The one is the personification of deep and witty analysis, the other of passion and strength.

The sculptor led us to his antiques, and the conversation naturally returned to the subject which we had just been discussing.

A Greek stele roused the admiration of Anatole France. It represented a young woman seated. A man is gazing at her lovingly, and behind her, bending over her shoulders, stands a serving-maid.

“How the Greeks loved life!” cried the author of Thaïs. “See! Nothing on this funeral stone recalls death. The dead woman is here amid the living, and seems still to take part in their existence. Only she has become very weak, and as she can no longer stand she must remain seated. It is one of the characteristics which designate the dead on these antique monuments: their limbs being without strength, they must lean upon a staff, or against a wall, or else sit down.

“There is also another detail which frequently distinguishes them. While the living who are figured around them all regard them with tenderness, their own eyes wander far and rest on no one. They no longer see those who see them. Yet they continue to live like beloved invalids among those who cherish them. And this half-presence, this half-absence, is the most touching expression of the regret which, according to the ancients, the light of day inspired in the dead.”

Rodin’s collection of antiques is large and well chosen. He is especially proud of a Hercules, whose vigorous slimness filled us with enthusiasm. It is a statue which does not in the least resemble the huge Farnese Hercules. It is marvellously graceful. The demi-god, in all his proud youth, has a body and limbs of extreme slenderness.

“This is indeed,” said our host, “the hero who outran the Arcadian stag with the brazen hooves. The heavy athlete of Lysippus would not have been capable of such a feat of prowess. Strength is often allied to grace, and true grace is strong; a double truth of which this Hercules is a proof. As you see, the son of Alcmene seems even more robust because his body is harmoniously proportioned.”

Anatole France stopped before a charming little torso of a goddess. “This,” he said, “is one of the numberless chaste Aphrodites which were more or less free reproductions of Praxiteles’ masterpiece, the Cnidian Venus. The Venus of the Capitol and the Venus di Medici are, among others, only variations of this much-copied model.

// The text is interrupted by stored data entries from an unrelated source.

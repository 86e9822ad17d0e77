//! Color filters: Desaturate, Darken

use crate::core::attribute::AttributeDefinition;
use crate::core::blend::lerp;
use crate::core::context::FilterContext;
use crate::core::error::PipelineResult;
use crate::core::filter::{Category, Filter, FilterMetadata};
use crate::core::types::{AttributeType, Image, Value};
use crate::filters::registry::FilterRegistry;

/// Register color filters.
pub fn register(registry: &mut FilterRegistry) {
    registry.register(|| Box::new(Desaturate));
    registry.register(|| Box::new(Darken));
}

/// Scales saturation by the heatmap.
///
/// Works in HSV with `f32` intermediates: a weight of 0 produces a gray
/// pixel (`r == g == b`), a weight of 1 reproduces the input.
#[derive(Debug, Clone)]
pub struct Desaturate;

impl Filter for Desaturate {
    fn metadata(&self) -> FilterMetadata {
        FilterMetadata::builder("desaturate", "Desaturate")
            .description("Remove color where the viewer did not look")
            .category(Category::Color)
            .version("1.0.0")
            .tags(["saturation", "grayscale", "hsv"])
            .build()
    }

    fn run(&self, ctx: &FilterContext<'_>) -> PipelineResult<Image> {
        Ok(ctx.map_weighted(|_, px, weight| {
            let (h, s, v) = rgb_to_hsv(
                px[0] as f32 / 255.0,
                px[1] as f32 / 255.0,
                px[2] as f32 / 255.0,
            );
            let (r, g, b) = hsv_to_rgb(h, s * weight, v);
            [quantize(r), quantize(g), quantize(b)]
        }))
    }

    fn clone_box(&self) -> Box<dyn Filter> {
        Box::new(self.clone())
    }
}

/// Darkens unattended regions.
#[derive(Debug, Clone)]
pub struct Darken;

impl Filter for Darken {
    fn metadata(&self) -> FilterMetadata {
        FilterMetadata::builder("darken", "Darken")
            .description("Reduce brightness where the viewer did not look")
            .category(Category::Color)
            .version("1.0.0")
            .attribute(
                AttributeDefinition::new("amount", AttributeType::Float, Value::Float(0.5))
                    .with_description("Brightness removed at zero attention (0.0 to 1.0)")
                    .with_range(0.0, 1.0),
            )
            .build()
    }

    fn run(&self, ctx: &FilterContext<'_>) -> PipelineResult<Image> {
        let keep = 1.0 - ctx.get_float("amount")? as f32;

        Ok(ctx.map_weighted(|_, px, weight| {
            px.map(|c| lerp(c, c as f32 * keep, weight))
        }))
    }

    fn clone_box(&self) -> Box<dyn Filter> {
        Box::new(self.clone())
    }
}

#[inline]
fn quantize(channel: f32) -> u8 {
    (channel * 255.0).round().clamp(0.0, 255.0) as u8
}

/// RGB (0..1) → HSV with hue in sextants (0..6), S and V in 0..1.
pub(crate) fn rgb_to_hsv(r: f32, g: f32, b: f32) -> (f32, f32, f32) {
    let max = r.max(g).max(b);
    let min = r.min(g).min(b);
    let delta = max - min;

    let s = if max > 0.0 { delta / max } else { 0.0 };
    if delta <= 0.0 {
        return (0.0, s, max);
    }

    let h = if max == r {
        ((g - b) / delta).rem_euclid(6.0)
    } else if max == g {
        (b - r) / delta + 2.0
    } else {
        (r - g) / delta + 4.0
    };

    (h, s, max)
}

/// Inverse of [`rgb_to_hsv`].
pub(crate) fn hsv_to_rgb(h: f32, s: f32, v: f32) -> (f32, f32, f32) {
    let chroma = v * s;
    let x = chroma * (1.0 - ((h % 2.0) - 1.0).abs());
    let m = v - chroma;

    let (r, g, b) = match h.floor() as i32 {
        0 => (chroma, x, 0.0),
        1 => (x, chroma, 0.0),
        2 => (0.0, chroma, x),
        3 => (0.0, x, chroma),
        4 => (x, 0.0, chroma),
        _ => (chroma, 0.0, x),
    };

    (r + m, g + m, b + m)
}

“Among the Greeks, many excellent sculptors spent their skill in imitating the work of some master who had preceded them. They modified the general idea but slightly, and only showed their own personality in the science of the execution. It would seem, besides, that devotional zeal, becoming fond of a sculptural image, forbade artists afterwards to change it. Religion fixes once and for all the divine types that it adopts. We are astonished to find so many chaste Venuses, so many crouching Venuses. We forget that these statues were sacred. In a thousand or two thousand years they will exhume in the same way numbers of statues of the Virgin of Lourdes, all much alike, with a white robe, a rosary, and a blue girdle.”

“What a kindly religion this of the Greeks must have been,” I cried, “which offered such charming forms to the adoration of its worshippers!”